━━━ Given data ━━━
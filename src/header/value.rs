//! Typed outbound header values.
use std::convert::TryFrom;
use std::fmt;
use std::sync::Arc;
use std::time::SystemTime;

use crate::header::date::format_date;
use crate::header::{
    AcceptableLanguageTag, AcceptableMediaType, CacheControl, Cookie, EntityTag, LanguageTag,
    Link, MediaType, NewCookie,
};

/// A header value as set by application code, converted to its string
/// form only when the header is written or read back as text.
#[derive(Clone)]
pub enum HeaderValue {
    Text(String),
    MediaType(MediaType),
    AcceptableMediaType(AcceptableMediaType),
    Language(LanguageTag),
    AcceptableLanguage(AcceptableLanguageTag),
    Date(SystemTime),
    EntityTag(EntityTag),
    Link(Link),
    Cookie(Cookie),
    NewCookie(NewCookie),
    CacheControl(CacheControl),
    Number(i64),
    /// Anything else that can render itself.
    Other(Arc<dyn fmt::Display + Send + Sync>),
}

impl HeaderValue {
    pub fn text(s: &str) -> Self {
        HeaderValue::Text(s.to_string())
    }
    pub fn as_text(&self) -> Option<&str> {
        match self {
            HeaderValue::Text(s) => Some(s),
            _ => None,
        }
    }
    pub fn as_media_type(&self) -> Option<&MediaType> {
        match self {
            HeaderValue::MediaType(m) => Some(m),
            HeaderValue::AcceptableMediaType(m) => Some(m.media_type()),
            _ => None,
        }
    }
    pub fn as_acceptable_media_type(&self) -> Option<&AcceptableMediaType> {
        match self {
            HeaderValue::AcceptableMediaType(m) => Some(m),
            _ => None,
        }
    }
    pub fn as_language(&self) -> Option<&LanguageTag> {
        match self {
            HeaderValue::Language(l) => Some(l),
            HeaderValue::AcceptableLanguage(l) => Some(l.tag()),
            _ => None,
        }
    }
    pub fn as_acceptable_language(&self) -> Option<&AcceptableLanguageTag> {
        match self {
            HeaderValue::AcceptableLanguage(l) => Some(l),
            _ => None,
        }
    }
    pub fn as_date(&self) -> Option<SystemTime> {
        match self {
            HeaderValue::Date(d) => Some(*d),
            _ => None,
        }
    }
    pub fn as_entity_tag(&self) -> Option<&EntityTag> {
        match self {
            HeaderValue::EntityTag(e) => Some(e),
            _ => None,
        }
    }
    pub fn as_link(&self) -> Option<&Link> {
        match self {
            HeaderValue::Link(l) => Some(l),
            _ => None,
        }
    }
    pub fn as_cookie(&self) -> Option<&Cookie> {
        match self {
            HeaderValue::Cookie(c) => Some(c),
            _ => None,
        }
    }
    pub fn as_new_cookie(&self) -> Option<&NewCookie> {
        match self {
            HeaderValue::NewCookie(c) => Some(c),
            _ => None,
        }
    }
    pub fn as_number(&self) -> Option<i64> {
        match self {
            HeaderValue::Number(n) => Some(*n),
            _ => None,
        }
    }
}

impl fmt::Display for HeaderValue {
    fn fmt(&self, f: &mut fmt::Formatter<'_>) -> fmt::Result {
        match self {
            HeaderValue::Text(s) => f.write_str(s),
            HeaderValue::MediaType(m) => write!(f, "{}", m),
            HeaderValue::AcceptableMediaType(m) => write!(f, "{}", m),
            HeaderValue::Language(l) => write!(f, "{}", l),
            HeaderValue::AcceptableLanguage(l) => write!(f, "{}", l),
            HeaderValue::Date(d) => f.write_str(&format_date(*d)),
            HeaderValue::EntityTag(e) => write!(f, "{}", e),
            HeaderValue::Link(l) => write!(f, "{}", l),
            HeaderValue::Cookie(c) => write!(f, "{}", c),
            HeaderValue::NewCookie(c) => write!(f, "{}", c),
            HeaderValue::CacheControl(c) => write!(f, "{}", c),
            HeaderValue::Number(n) => write!(f, "{}", n),
            HeaderValue::Other(o) => write!(f, "{}", o),
        }
    }
}

impl fmt::Debug for HeaderValue {
    fn fmt(&self, f: &mut fmt::Formatter<'_>) -> fmt::Result {
        write!(f, "{:?}", self.to_string())
    }
}

macro_rules! header_value_from {
    ( $( $t:ty => $variant:ident ),* $(,)? ) => {
        $(
            impl From<$t> for HeaderValue {
                fn from(value: $t) -> Self {
                    HeaderValue::$variant(value)
                }
            }
        )*
    };
}

header_value_from! {
    String => Text,
    MediaType => MediaType,
    AcceptableMediaType => AcceptableMediaType,
    LanguageTag => Language,
    AcceptableLanguageTag => AcceptableLanguage,
    SystemTime => Date,
    EntityTag => EntityTag,
    Link => Link,
    Cookie => Cookie,
    NewCookie => NewCookie,
    CacheControl => CacheControl,
    i64 => Number,
}

impl From<&str> for HeaderValue {
    fn from(value: &str) -> Self {
        HeaderValue::text(value)
    }
}

/// Lengths past `i64::MAX` saturate.
impl From<usize> for HeaderValue {
    fn from(value: usize) -> Self {
        HeaderValue::Number(i64::try_from(value).unwrap_or(i64::MAX))
    }
}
━━━
- [What you will do]
Give the number of lines above in which the word "Other" occurs, with nothing else.

- [Answer for this exercise]
2